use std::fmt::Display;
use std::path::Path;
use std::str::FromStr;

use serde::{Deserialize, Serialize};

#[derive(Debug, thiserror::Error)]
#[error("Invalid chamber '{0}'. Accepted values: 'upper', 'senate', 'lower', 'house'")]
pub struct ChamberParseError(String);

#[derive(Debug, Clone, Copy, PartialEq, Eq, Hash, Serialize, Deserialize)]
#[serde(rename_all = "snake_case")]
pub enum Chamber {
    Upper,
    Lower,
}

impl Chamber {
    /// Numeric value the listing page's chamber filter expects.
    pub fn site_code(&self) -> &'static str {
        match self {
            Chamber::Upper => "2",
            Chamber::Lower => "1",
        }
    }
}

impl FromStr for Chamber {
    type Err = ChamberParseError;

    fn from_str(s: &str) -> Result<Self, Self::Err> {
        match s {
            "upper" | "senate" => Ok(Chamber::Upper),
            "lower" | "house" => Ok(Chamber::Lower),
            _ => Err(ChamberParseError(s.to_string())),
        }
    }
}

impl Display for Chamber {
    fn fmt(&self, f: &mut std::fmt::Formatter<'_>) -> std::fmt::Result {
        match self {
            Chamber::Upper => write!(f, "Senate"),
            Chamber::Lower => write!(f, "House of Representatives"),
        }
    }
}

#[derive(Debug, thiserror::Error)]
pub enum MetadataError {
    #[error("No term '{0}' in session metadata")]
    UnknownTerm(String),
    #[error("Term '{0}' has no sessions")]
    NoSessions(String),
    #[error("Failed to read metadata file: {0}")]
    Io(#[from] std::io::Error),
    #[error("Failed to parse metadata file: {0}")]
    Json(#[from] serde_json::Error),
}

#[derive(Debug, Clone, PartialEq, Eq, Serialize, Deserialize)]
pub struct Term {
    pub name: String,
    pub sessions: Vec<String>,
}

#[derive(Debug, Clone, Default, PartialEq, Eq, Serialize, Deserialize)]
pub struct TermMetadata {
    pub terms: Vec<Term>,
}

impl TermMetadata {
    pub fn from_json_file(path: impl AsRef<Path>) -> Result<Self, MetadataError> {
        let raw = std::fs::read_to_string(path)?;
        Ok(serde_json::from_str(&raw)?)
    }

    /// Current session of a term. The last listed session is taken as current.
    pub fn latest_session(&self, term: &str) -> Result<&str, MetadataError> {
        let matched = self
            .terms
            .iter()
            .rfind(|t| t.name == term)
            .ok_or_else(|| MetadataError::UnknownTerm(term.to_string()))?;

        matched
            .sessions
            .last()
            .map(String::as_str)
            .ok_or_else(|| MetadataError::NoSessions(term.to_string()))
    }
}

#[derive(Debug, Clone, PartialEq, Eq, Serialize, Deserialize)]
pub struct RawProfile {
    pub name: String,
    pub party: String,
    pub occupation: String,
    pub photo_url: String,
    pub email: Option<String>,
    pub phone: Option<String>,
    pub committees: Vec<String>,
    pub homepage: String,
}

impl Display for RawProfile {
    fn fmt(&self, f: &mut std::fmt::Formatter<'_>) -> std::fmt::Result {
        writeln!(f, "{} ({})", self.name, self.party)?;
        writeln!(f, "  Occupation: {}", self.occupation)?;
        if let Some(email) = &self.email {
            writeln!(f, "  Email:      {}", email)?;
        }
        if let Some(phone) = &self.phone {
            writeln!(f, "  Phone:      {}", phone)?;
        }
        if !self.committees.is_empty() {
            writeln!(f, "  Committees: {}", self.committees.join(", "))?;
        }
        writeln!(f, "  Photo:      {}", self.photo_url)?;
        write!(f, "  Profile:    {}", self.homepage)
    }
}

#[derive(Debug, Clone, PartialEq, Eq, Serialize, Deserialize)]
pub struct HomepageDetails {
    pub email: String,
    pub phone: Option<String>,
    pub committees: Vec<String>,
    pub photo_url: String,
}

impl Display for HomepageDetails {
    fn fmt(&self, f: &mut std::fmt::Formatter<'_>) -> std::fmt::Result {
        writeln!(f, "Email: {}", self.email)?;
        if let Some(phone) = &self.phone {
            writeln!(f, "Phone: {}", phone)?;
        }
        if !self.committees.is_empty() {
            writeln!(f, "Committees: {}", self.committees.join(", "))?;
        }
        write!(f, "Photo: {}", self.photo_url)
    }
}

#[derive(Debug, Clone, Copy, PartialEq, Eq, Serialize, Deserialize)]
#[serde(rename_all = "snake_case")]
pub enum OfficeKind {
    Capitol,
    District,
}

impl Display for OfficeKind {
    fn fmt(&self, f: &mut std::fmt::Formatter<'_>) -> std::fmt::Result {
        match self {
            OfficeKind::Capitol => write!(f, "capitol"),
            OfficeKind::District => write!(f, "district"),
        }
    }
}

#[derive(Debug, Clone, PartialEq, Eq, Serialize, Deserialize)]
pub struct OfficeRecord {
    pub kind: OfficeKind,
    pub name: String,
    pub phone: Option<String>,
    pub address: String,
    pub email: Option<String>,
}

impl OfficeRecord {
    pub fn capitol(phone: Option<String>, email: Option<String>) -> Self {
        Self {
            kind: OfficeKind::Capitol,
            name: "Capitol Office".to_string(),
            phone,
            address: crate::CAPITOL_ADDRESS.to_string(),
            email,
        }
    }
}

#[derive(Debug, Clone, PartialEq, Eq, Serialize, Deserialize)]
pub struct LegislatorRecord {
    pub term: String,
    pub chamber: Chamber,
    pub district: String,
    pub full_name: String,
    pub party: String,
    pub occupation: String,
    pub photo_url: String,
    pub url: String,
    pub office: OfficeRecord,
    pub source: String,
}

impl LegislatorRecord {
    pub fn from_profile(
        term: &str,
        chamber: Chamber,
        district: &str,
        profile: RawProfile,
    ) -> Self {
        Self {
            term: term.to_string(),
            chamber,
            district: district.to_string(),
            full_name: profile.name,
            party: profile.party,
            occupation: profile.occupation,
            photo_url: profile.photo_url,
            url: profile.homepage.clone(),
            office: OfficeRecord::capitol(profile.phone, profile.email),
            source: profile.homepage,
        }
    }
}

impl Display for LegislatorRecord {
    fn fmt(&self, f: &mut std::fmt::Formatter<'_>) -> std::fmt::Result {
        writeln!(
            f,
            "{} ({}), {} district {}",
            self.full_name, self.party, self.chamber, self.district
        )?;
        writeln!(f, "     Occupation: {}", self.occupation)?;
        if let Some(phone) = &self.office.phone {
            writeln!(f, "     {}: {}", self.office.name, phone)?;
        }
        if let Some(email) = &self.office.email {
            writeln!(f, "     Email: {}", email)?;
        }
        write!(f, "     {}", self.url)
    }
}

**********

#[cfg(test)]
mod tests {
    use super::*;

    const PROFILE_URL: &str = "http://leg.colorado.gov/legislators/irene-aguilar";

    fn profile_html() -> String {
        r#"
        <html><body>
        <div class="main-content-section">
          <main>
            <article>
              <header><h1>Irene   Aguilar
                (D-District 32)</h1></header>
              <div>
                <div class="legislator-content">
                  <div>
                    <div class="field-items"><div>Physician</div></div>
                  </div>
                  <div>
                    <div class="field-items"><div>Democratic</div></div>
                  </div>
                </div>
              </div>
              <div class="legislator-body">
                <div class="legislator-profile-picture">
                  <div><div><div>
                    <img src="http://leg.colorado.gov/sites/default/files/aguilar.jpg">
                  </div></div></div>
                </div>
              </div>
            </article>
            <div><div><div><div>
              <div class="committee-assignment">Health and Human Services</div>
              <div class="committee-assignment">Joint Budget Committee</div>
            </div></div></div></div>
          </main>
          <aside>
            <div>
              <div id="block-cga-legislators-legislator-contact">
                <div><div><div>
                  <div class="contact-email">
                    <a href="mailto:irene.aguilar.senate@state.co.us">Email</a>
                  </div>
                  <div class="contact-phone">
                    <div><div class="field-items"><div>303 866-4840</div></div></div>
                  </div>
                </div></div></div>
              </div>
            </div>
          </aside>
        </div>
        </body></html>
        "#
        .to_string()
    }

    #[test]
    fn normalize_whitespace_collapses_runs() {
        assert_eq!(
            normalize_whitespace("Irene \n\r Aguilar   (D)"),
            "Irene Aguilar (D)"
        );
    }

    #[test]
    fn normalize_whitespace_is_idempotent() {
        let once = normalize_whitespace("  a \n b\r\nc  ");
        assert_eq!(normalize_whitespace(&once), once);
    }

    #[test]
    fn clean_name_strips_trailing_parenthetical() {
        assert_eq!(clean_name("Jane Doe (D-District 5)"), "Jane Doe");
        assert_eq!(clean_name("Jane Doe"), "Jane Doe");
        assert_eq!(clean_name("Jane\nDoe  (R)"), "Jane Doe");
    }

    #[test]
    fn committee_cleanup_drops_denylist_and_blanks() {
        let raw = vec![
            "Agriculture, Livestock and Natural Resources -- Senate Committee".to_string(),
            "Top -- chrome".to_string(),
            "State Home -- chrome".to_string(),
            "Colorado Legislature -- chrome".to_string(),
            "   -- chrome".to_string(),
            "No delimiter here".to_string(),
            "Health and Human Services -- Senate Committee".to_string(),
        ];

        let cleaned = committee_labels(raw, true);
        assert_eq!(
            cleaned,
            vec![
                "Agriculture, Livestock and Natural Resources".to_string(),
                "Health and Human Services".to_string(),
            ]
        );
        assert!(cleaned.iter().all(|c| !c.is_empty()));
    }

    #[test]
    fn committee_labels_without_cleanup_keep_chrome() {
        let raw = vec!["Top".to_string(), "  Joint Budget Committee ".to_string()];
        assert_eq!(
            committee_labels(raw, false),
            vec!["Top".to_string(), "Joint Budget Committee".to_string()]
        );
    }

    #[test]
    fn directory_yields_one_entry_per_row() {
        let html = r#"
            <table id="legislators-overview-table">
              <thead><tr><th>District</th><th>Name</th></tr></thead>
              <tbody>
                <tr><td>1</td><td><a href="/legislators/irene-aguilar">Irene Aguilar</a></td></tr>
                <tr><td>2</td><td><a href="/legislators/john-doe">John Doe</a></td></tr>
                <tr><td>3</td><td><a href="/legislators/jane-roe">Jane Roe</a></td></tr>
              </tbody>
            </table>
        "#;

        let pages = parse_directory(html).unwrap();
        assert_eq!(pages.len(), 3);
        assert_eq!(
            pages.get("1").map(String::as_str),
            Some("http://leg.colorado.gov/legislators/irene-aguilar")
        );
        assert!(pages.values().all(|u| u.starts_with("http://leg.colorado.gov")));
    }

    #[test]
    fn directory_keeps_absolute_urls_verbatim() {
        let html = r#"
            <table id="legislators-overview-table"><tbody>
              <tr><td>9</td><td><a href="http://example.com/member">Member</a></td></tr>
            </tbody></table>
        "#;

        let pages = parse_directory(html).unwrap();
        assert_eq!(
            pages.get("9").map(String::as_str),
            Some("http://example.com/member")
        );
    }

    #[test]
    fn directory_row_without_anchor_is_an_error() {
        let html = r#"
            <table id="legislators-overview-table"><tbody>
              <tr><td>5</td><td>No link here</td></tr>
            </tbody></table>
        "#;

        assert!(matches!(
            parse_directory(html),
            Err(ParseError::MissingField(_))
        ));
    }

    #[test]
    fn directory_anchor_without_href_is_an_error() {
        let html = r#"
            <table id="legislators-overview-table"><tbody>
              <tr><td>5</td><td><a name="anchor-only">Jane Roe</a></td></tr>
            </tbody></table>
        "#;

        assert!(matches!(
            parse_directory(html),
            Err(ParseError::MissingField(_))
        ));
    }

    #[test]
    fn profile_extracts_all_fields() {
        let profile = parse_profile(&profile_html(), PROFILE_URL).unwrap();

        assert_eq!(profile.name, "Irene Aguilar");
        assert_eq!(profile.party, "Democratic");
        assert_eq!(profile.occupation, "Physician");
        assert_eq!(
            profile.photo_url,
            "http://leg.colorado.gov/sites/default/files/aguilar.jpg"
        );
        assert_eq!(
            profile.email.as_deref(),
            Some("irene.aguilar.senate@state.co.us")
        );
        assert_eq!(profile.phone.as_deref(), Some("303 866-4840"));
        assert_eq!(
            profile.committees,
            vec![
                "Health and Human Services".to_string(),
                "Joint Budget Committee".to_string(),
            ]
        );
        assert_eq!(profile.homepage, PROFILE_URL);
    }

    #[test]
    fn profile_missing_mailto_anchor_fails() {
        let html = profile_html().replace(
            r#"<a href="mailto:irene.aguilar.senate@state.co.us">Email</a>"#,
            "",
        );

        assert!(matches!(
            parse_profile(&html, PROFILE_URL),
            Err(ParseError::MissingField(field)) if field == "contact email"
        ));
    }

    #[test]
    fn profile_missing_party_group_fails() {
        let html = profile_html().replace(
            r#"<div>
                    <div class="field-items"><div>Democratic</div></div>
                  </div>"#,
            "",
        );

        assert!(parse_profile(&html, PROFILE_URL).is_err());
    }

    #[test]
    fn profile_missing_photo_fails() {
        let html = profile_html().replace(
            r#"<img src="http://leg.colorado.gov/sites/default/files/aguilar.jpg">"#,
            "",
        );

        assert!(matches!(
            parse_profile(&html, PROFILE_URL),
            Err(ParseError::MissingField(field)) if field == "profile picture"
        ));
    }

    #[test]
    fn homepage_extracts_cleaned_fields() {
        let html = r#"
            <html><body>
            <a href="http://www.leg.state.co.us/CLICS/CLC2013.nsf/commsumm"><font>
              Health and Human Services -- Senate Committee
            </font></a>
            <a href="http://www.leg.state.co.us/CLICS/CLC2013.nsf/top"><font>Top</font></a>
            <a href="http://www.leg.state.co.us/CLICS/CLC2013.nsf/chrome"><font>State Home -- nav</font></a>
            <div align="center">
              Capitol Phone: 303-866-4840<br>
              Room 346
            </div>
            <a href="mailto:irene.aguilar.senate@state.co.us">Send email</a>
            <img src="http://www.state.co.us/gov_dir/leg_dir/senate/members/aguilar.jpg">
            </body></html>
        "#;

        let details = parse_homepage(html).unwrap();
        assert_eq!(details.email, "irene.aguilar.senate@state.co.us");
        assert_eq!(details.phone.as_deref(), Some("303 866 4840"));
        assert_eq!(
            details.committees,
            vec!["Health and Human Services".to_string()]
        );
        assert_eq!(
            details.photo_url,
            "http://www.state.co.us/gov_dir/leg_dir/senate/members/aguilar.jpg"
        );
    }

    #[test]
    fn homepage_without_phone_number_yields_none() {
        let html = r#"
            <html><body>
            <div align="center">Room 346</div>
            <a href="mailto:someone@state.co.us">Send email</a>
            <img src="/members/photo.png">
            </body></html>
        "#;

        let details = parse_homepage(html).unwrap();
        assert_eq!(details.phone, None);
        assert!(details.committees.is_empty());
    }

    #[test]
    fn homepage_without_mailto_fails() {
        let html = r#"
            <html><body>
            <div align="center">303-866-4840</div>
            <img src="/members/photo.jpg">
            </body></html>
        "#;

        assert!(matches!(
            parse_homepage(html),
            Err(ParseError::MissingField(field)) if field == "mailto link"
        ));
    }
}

**********

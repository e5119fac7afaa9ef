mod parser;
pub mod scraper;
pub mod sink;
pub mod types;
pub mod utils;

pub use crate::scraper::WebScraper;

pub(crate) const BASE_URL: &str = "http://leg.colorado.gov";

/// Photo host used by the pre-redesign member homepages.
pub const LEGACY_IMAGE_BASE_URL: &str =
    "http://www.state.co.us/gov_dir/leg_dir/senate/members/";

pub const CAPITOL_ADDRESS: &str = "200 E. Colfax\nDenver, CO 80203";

**********

**Task description**.
From the listing, reproduce every line where the word "Room" is present.

**Response to this task**.
              Room 346
            <div align="center">Room 346</div>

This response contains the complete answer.